Fred screaming. Their mother begging him to stop. Then her screaming
too. This went on for 20 minutes until finally his father stormed out.
All quiet. Mark stole up the stairs, afraid his father would come back. He
peeked in. (At this point, Mark's voice breaks. It takes him a long time
to describe this, speaking in short phrases, interrupted by long pauses
to control his emotions.) The mattress was thrown from the bed. Sheets
were ripped away. Drawers were flung out of the dresser, and the dresser
kicked over. Lamps and tables, everything was smashed and strewn about
the room. "Mom?" he called. He couldn't see her. "Mom?" Mark heard a sob.
Then a long, low agony moan. He walked stiffly into the mess. Picked his
way across the floor. In the corner, behind an open closet door, he
found his mother cowering. Her face in her hands as the sobs wracked her
body, she told her frightened child over and over: "I can't take this
anymore...I can't take this anymore...I can't take it...I don't know
what I'm going to do..." For awhile she did nothing. Mark remembers there were times when his mother would get out
and go to the store, especially when his father was asleep: "She'd go to
Butler's IGA. And after she'd go to the bowling alley and the little
coffee shop there. Four or five times I saw her in there when she didn't
know I did. It made me feel sad, because it was such a lonely thing to
see her, sitting with that coffee and donut, and know it was her safe
harbor, the only time she had alone. She looked so unhappy and
despairing, sitting there staring at nothing, the coffee getting cold
and the donut untouched." Then one winter Saturday afternoon when Mark
was 9 years old, his mother called him over to her. She whispered: "I've
had it. I can't take it. Would you get the children's clothes and load
as much as you can in the trunk and the back seat?" Mark packed the clothes in the old white Fairlane 4-door. When
the pastor, luxuriating in his bed upstairs, fell asleep around 4 p.m.,
their mother came down softly. She had Mark gather the rest of the kids.

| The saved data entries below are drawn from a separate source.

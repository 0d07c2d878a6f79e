//! Summarizer implementations for the sync library.
//!
//! This module provides reference implementations of the `Summarizer` trait.
//! Users can use these directly or implement their own.

#[cfg(feature = "openai")]
mod openai;

#[cfg(feature = "openai")]
pub use openai::OpenAiSummarizer;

"We're leaving," she told them. Somehow they all fit inside the car, the
mother behind the wheel, and the 9 kids wherever they could find space.

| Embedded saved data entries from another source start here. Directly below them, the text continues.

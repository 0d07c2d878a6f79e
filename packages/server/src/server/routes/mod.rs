// HTTP routes
pub mod companies;
pub mod drive;
pub mod health;
pub mod sheets;

pub use companies::*;
pub use drive::*;
pub use health::*;
pub use sheets::*;

use axum::{
    response::{IntoResponse, Response},
    Json,
};
use serde::Serialize;

/// Successful response envelope: `{"success": true, "data": ...}`.
#[derive(Debug, Serialize)]
pub struct ApiResponse<T: Serialize> {
    pub success: bool,
    pub data: T,
}

impl<T: Serialize> ApiResponse<T> {
    pub fn new(data: T) -> Self {
        Self {
            success: true,
            data,
        }
    }
}

impl<T: Serialize> IntoResponse for ApiResponse<T> {
    fn into_response(self) -> Response {
        Json(self).into_response()
    }
}
use axum::{extract::Extension, http::StatusCode, Json};
use portfolio_sync::{ContentSource, RecordStore, Summarizer};
use serde::Serialize;

use crate::server::app::AppState;

#[derive(Serialize)]
pub struct HealthResponse {
    status: String,
    source: String,
    summarizer: String,
    sheet_configured: bool,
    #[serde(skip_serializing_if = "Option::is_none")]
    records: Option<usize>,
    #[serde(skip_serializing_if = "Option::is_none")]
    error: Option<String>,
}

/// Health check endpoint
///
/// Returns 200 OK when the record store answers, 503 Service Unavailable otherwise.
pub async fn health_handler(
    Extension(state): Extension<AppState>,
) -> (StatusCode, Json<HealthResponse>) {
    let count = state.syncer.store().count().await;
    let (status, records, error) = match count {
        Ok(n) => (StatusCode::OK, Some(n), None),
        Err(e) => (StatusCode::SERVICE_UNAVAILABLE, None, Some(e.to_string())),
    };

    (
        status,
        Json(HealthResponse {
            status: if status == StatusCode::OK { "healthy" } else { "unhealthy" }.to_string(),
            source: state.syncer.source().name().to_string(),
            summarizer: state.syncer.summarizer().name().to_string(),
            sheet_configured: state.sheet.is_some(),
            records,
            error,
        }),
    )
}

"We looked ridiculous," admits Mark. "And I remember the
toll-takers at the turnpike laughed at us. But I'll never forget that
day...the feeling I got as we drove away from that house. "It was a
cloudy day, and cold, but I remember feeling hopeful. Thinking we were
headed to a new life. And it was going to be better than the one behind
us." Marge fled the good Pastor Phelps with her flock to Kansas
City. She went to her sister Dorotha's apartment. Most of her original
family hadn't seen Marge in 15 years, not since she'd left for school in
Arizona. Dorotha's Profitt's husband drove a truck for a renderer, a
business that collected dead animals for glue. Marge Phelps' sister no
doubt gave her the bad news: driving for a rendering company didn't
bring in enough to feed 10 extra mouths; and the apartment couldn't
possibly hold them all; she couldn't stay there... In fact, there was no
place for a pregnant woman with 9 children to run except back to the man
who beat her, but paid the bills. Mark remembers his mother stoically
dialing the number for the Westboro church. Silently, the children
crawled back into their niches among the clothes-filled car. When they
arrived home that night, the pastor was waiting for them. His son
recalls he had arms folded and he was smiling. It was a cold leer that
Mark will never forget: "It was smug, it was cruel; and it said, 'there
is no escape'." CHAPTER FIVE
"The Children's Crusade" The pastor's heavy drug use continued from 1962 until late 1967
or early 1968, according to Mark Phelps. Confined to itself and
tormented by an increasingly explosive, abusive, and erratic father, the
family hung on day-to-day. Finally, Fred's system could no longer
withstand being wrenched up by reds in the morning and jerked down by
barbituates at night. One day, he didn't wake up. Mark remembers seeing
the long, gray ambulance in the driveway. His father had slipped into a
coma from toxic drug abuse. Fred Phelps remained in the hospital for a
week, while Mrs. Phelps told the children he had suffered an adverse
reaction to an 'allergy medicine'. When he emerged, Phelps was drug-free and powerfully resolved
to regain control of his body. If it was the temple to his soul, he had
neglected it. With an astounding strength of will, he immediately
plunged into a water-only fast, dropping from 265 to 135 in 47 days.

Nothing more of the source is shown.